FIG. 6 is a schematic view of a square grid plate according to a first embodiment of the present invention;

FIG. 7 is a schematic diagram of training a neural network structure model according to a first embodiment of the present invention;

fig. 8 is a schematic diagram of the overall principle of a system for detecting the eye's attention position in real time according to a second embodiment of the present invention.

Detailed Description

So that the manner in which the above recited objects, features and advantages of the present invention can be understood in detail, a more particular description of the invention, briefly summarized above, may be had by reference to the embodiments, some of which are illustrated in the appended drawings. All other embodiments, which can be made by one of ordinary skill in the art based on the embodiments of the present invention without making any inventive effort, shall fall within the scope of the present invention.

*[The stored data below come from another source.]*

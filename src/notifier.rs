// src/notifier.rs

use reqwest::blocking::Client;
use serde::Serialize;
use serde_json::Value;
use std::error::Error;
use std::fmt;
use std::time::Duration;

// Delivery is a quick collaborator call; anything hung past this is dropped
// and left for the next scheduled pass.
const DELIVERY_TIMEOUT: Duration = Duration::from_secs(10);

#[derive(Debug)]
pub enum NotifierError {
    RequestFailed(String),
    ApiError(String),
}

impl fmt::Display for NotifierError {
    fn fmt(&self, f: &mut fmt::Formatter<'_>) -> fmt::Result {
        match self {
            NotifierError::RequestFailed(msg) => write!(f, "Request failed: {}", msg),
            NotifierError::ApiError(msg) => write!(f, "API error: {}", msg),
        }
    }
}

impl Error for NotifierError {}

/// Client for the collaborator notification API (email + push delivery).
pub struct Notifier {
    base_url: String,
    api_key: String,
    client: Client,
}

#[derive(Serialize)]
struct EmailPayload<'a> {
    email: &'a str,
    subject: &'a str,
    template: &'a str,
    context: &'a Value,
}

#[derive(Serialize)]
struct PushPayload<'a> {
    user_id: i64,
    title: &'a str,
    body: &'a str,
    data: &'a Value,
}

impl Notifier {
    pub fn new(base_url: impl Into<String>, api_key: impl Into<String>) -> Self {
        Self {
            base_url: base_url.into(),
            api_key: api_key.into(),
            client: Client::new(),
        }
    }

    pub fn send_email(
        &self,
        email: &str,
        subject: &str,
        template: &str,
        context: &Value,
    ) -> Result<(), NotifierError> {
        let payload = EmailPayload {
            email,
            subject,
            template,
            context,
        };
        self.post("/notifications/email", &payload)
    }

    pub fn send_push(
        &self,
        user_id: i64,
        title: &str,
        body: &str,
        data: &Value,
    ) -> Result<(), NotifierError> {
        let payload = PushPayload {
            user_id,
            title,
            body,
            data,
        };
        self.post("/notifications/push", &payload)
    }

    fn post<T: Serialize>(&self, path: &str, payload: &T) -> Result<(), NotifierError> {
        let url = format!("{}{}", self.base_url.trim_end_matches('/'), path);

        let resp = self
            .client
            .post(&url)
            .header("api-key", &self.api_key)
            .header("Content-Type", "application/json")
            .timeout(DELIVERY_TIMEOUT)
            .json(payload)
            .send()
            .map_err(|e| NotifierError::RequestFailed(e.to_string()))?;

        if !resp.status().is_success() {
            let error_body = resp.text().unwrap_or_else(|_| "Unknown error".to_string());
            return Err(NotifierError::ApiError(format!(
                "Failed to deliver notification: {}",
                error_body
            )));
        }

        Ok(())
    }
}
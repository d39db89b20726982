// src/config.rs

use std::env;
use std::time::Duration;

/// A (sido, sggu) region pair for the hospital registry.
#[derive(Debug, Clone, PartialEq)]
pub struct HospitalRegion {
    pub sido_cd: String,
    pub sggu_cd: String,
}

/// A (sigungu, bjdong) district pair for the building ledger.
#[derive(Debug, Clone, PartialEq)]
pub struct BuildingDistrict {
    pub sigungu_cd: String,
    pub bjdong_cd: String,
}

/// Process configuration, environment-variable driven with local-dev defaults.
#[derive(Debug, Clone)]
pub struct Config {
    /// data.go.kr service key for the hospital registry.
    pub hospital_api_key: String,
    /// data.go.kr service key for the building ledger.
    pub building_api_key: String,
    /// Base URL of the collaborator notification API.
    pub notify_api_base: String,
    pub notify_api_key: String,
    /// SQLite database path.
    pub db_path: String,
    /// Regions scanned for hospitals, `sido:sggu` pairs.
    pub hospital_regions: Vec<HospitalRegion>,
    /// Districts scanned for buildings, `sigungu:bjdong` pairs.
    pub building_districts: Vec<BuildingDistrict>,
    /// Delay between consecutive registry calls (rate-limit courtesy).
    pub fetch_delay: Duration,
    pub page_size: usize,
}

fn env_or(key: &str, default: &str) -> String {
    env::var(key).unwrap_or_else(|_| default.to_string())
}

impl Config {
    pub fn from_env() -> Self {
        // Defaults cover Gangnam-gu for local development so the pipeline can
        // run end-to-end with only the service keys set.
        let regions = env_or("HOSPITAL_REGIONS", "110000:110019");
        let districts = env_or("BUILDING_DISTRICTS", "11680:10300");

        Config {
            hospital_api_key: env_or("HOSPITAL_API_KEY", ""),
            building_api_key: env_or("BUILDING_API_KEY", ""),
            notify_api_base: env_or("NOTIFY_API_BASE", "http://localhost:4000"),
            notify_api_key: env_or("NOTIFY_API_KEY", ""),
            db_path: env_or("DATABASE_PATH", "prospects.sqlite3"),
            hospital_regions: parse_pairs(&regions)
                .into_iter()
                .map(|(a, b)| HospitalRegion {
                    sido_cd: a,
                    sggu_cd: b,
                })
                .collect(),
            building_districts: parse_pairs(&districts)
                .into_iter()
                .map(|(a, b)| BuildingDistrict {
                    sigungu_cd: a,
                    bjdong_cd: b,
                })
                .collect(),
            fetch_delay: Duration::from_millis(
                env_or("FETCH_DELAY_MS", "500").parse().unwrap_or(500),
            ),
            page_size: env_or("FETCH_PAGE_SIZE", "100").parse().unwrap_or(100),
        }
    }
}

/// Parse `"11680:10300,11650:10800"` into code pairs, skipping malformed entries.
fn parse_pairs(raw: &str) -> Vec<(String, String)> {
    raw.split(',')
        .filter_map(|entry| {
            let mut parts = entry.trim().splitn(2, ':');
            let a = parts.next()?.trim();
            let b = parts.next()?.trim();
            if a.is_empty() || b.is_empty() {
                return None;
            }
            Some((a.to_string(), b.to_string()))
        })
        .collect()
}

#[cfg(test)]
mod tests {
    use super::*;

    #[test]
    fn test_parse_pairs() {
        let pairs = parse_pairs("11680:10300, 11650:10800");
        assert_eq!(
            pairs,
            vec![
                ("11680".to_string(), "10300".to_string()),
                ("11650".to_string(), "10800".to_string()),
            ]
        );
    }

    #[test]
    fn test_parse_pairs_skips_malformed() {
        let pairs = parse_pairs("11680:10300,garbage,:,11650:");
        assert_eq!(pairs, vec![("11680".to_string(), "10300".to_string())]);
    }
}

In the following description, numerous specific details are set forth in order to provide a thorough understanding of the present invention, but the present invention may be practiced in other ways other than those described herein, and persons skilled in the art will readily appreciate that the present invention is not limited to the specific embodiments disclosed below.

Further, reference herein to "one embodiment" or "an embodiment" means that a particular feature, structure, or characteristic can be included in at least one implementation of the invention. The appearances of the phrase "in one embodiment" in various places in the specification are not necessarily all referring to the same embodiment, nor are separate or alternative embodiments mutually exclusive of other embodiments.

While the embodiments of the present invention have been illustrated and described in detail in the drawings, the cross-sectional view of the device structure is not to scale in the general sense for ease of illustration, and the drawings are merely exemplary and should not be construed as limiting the scope of the invention. In addition, the three-dimensional dimensions of length, width and depth should be included in actual fabrication.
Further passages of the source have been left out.